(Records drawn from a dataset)
========================

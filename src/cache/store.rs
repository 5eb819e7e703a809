use anyhow::{Context, Result};
use std::fs;
use std::path::{Path, PathBuf};

use crate::output;
use crate::translation::TranslationRecord;

/// Translation cache persisted as a JSON array of records in a single file.
///
/// Records are never deduplicated or evicted. Lookups return the first
/// matching record in file order. The file is not locked, so concurrent
/// invocations may lose each other's appends.
pub struct CacheStore {
    path: PathBuf,
}

impl CacheStore {
    pub fn new(path: impl Into<PathBuf>) -> Self {
        Self { path: path.into() }
    }

    pub fn path(&self) -> &Path {
        &self.path
    }

    /// Creates the cache file empty if it does not exist yet.
    pub fn ensure_exists(&self) -> Result<()> {
        crate::fs::ensure_file(&self.path).context("Failed to create local cache file")
    }

    /// Reads every record in the cache. An empty file holds no records.
    pub fn records(&self) -> Result<Vec<TranslationRecord>> {
        let contents = fs::read_to_string(&self.path)
            .with_context(|| format!("Failed to read cache file: {}", self.path.display()))?;

        if contents.trim().is_empty() {
            return Ok(Vec::new());
        }

        serde_json::from_str(&contents)
            .with_context(|| format!("Failed to parse cache file: {}", self.path.display()))
    }

    /// Returns the first record holding an entry translated from exactly
    /// `source_text`.
    pub fn lookup(&self, source_text: &str) -> Option<TranslationRecord> {
        self.records_or_empty()
            .into_iter()
            .find(|record| record.contains_source(source_text))
    }

    /// Appends `record` and rewrites the whole file.
    ///
    /// An unreadable or corrupt cache is replaced by one holding only
    /// `record`.
    pub fn append(&self, record: TranslationRecord) -> Result<()> {
        let mut records = self.records_or_empty();
        records.push(record);

        let contents = serde_json::to_string(&records).context("Failed to serialize cache")?;
        crate::fs::atomic_write(&self.path, &contents)
            .with_context(|| format!("Failed to write cache file: {}", self.path.display()))
    }

    fn records_or_empty(&self) -> Vec<TranslationRecord> {
        self.records().unwrap_or_else(|err| {
            output::report_error(&err);
            Vec::new()
        })
    }
}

========================

* _Problem to solve_
Counting only lines that contain the string "Failed", how many are there in the data above? Give the number alone.

* _Exercise output_
5